The strong first quarter prompted the Elma aerospace company to hike its earnings forecast Monday for the entire year to $2.30 per share, which is 3 cents more than analysts surveyed by Thomson Financial/First Call were expecting and 17 percent above last year's profits.

Moog's profits surged to $24.1 million, or 56 cents per share, from $16.8 million, or 43 cents per share. The company's sales jumped by 15 percent to $356 million during the quarter that ended in December from $310 million a year earlier.

Much of the increase in earnings came from the company's space and defense business, which more than tripled its operating profits to $5.4 million as sales grew by 18 percent. Strong demand for defense controls, especially the U.S. Marine Corps' light armored vehicle program, fueled the increase, along with rising sales for replacement components for the Space Shuttle.

Earnings also improved at Moog's industrial controls business, with operating profits rising by 16 percent to $13.5 million as sales increased by 13 percent, led by a 45 percent rise in sales of controls used in steel mills being built in China. "Margins are improving as we move more toward selling systems, as opposed to components," Brady said.

Moog's components business increased its profits by 29 percent to $13.1 million as rising sales of equipment used on military aircraft such as the Euro Fighter and the Blackhawk helicopter contributed to a 22 percent jump in revenues to $68 million.

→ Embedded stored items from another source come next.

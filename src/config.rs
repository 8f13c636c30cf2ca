use serde::Deserialize;
use std::fs;
use std::path::Path;

#[derive(Deserialize, Debug, Default)]
pub struct Config {
    #[serde(default)]
    pub validator: ValidatorConfig,
}

#[derive(Deserialize, Debug)]
pub struct ValidatorConfig {
    #[serde(default = "default_endpoint")]
    pub endpoint: String,
    #[serde(default = "default_user_agent")]
    pub user_agent: String,
    #[serde(default = "default_timeout_secs")]
    pub timeout_secs: u64,
}

impl Default for ValidatorConfig {
    fn default() -> Self {
        Self {
            endpoint: default_endpoint(),
            user_agent: default_user_agent(),
            timeout_secs: default_timeout_secs(),
        }
    }
}

fn default_endpoint() -> String {
    "https://validator.w3.org/nu/?out=json".to_string()
}

fn default_user_agent() -> String {
    "Mozilla/5.0 (compatible; nucheck)".to_string()
}

fn default_timeout_secs() -> u64 {
    30
}

impl Config {
    pub fn load(path: &str) -> Result<Self, Box<dyn std::error::Error>> {
        let content = fs::read_to_string(path)?;
        let config = toml::from_str(&content)?;
        Ok(config)
    }

    /// Load config from `path`, falling back to defaults if the file is absent
    pub fn load_or_default(path: &str) -> Result<Self, Box<dyn std::error::Error>> {
        if Path::new(path).exists() {
            Self::load(path)
        } else {
            Ok(Self::default())
        }
    }
}

#[cfg(test)]
mod tests {
    use super::*;

    #[test]
    fn test_empty_config_uses_defaults() {
        let config: Config = toml::from_str("").unwrap();
        assert_eq!(config.validator.endpoint, "https://validator.w3.org/nu/?out=json");
        assert_eq!(config.validator.user_agent, "Mozilla/5.0 (compatible; nucheck)");
        assert_eq!(config.validator.timeout_secs, 30);
    }

    #[test]
    fn test_partial_override() {
        let config: Config = toml::from_str(
            "[validator]\nendpoint = \"http://localhost:8888/nu/?out=json\"\ntimeout_secs = 5\n",
        )
        .unwrap();
        assert_eq!(config.validator.endpoint, "http://localhost:8888/nu/?out=json");
        assert_eq!(config.validator.timeout_secs, 5);
        // untouched fields keep their defaults
        assert_eq!(config.validator.user_agent, "Mozilla/5.0 (compatible; nucheck)");
    }
}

The company's growing medical devices business earned $2.1 million on nearly $11 million in sales as three acquisitions since last spring have allowed Moog to branch out into a new area. Moog agreed earlier this month to buy Colorado-based infusion pump maker Zevex International for $83.8 million. The deal, if it is completed by the end of March, could boost Moog's medical component sales to $25 million during the fiscal year that ends in September, Brady said.

"The Zevex acquisition relates directly to our strategy of becoming a specialist in infusion pumps," he said. "If we complete Zevex, we'll probably focus on developing the capabilities of the companies we've acquired" in the medical components business.

Earnings fell by 16 percent at Moog's aircraft controls business as the company absorbed high research and development costs, especially on the Boeing 787 Dreamliner commercial jet, while sales rose 3 percent to $130 million.

All of the aircraft sales growth came from Moog's commercial clients, with sales to Boeing rising by 16 percent while business jet sales grew slightly and replacement part revenues increased by 7 percent. Military aircraft component sales fell slightly.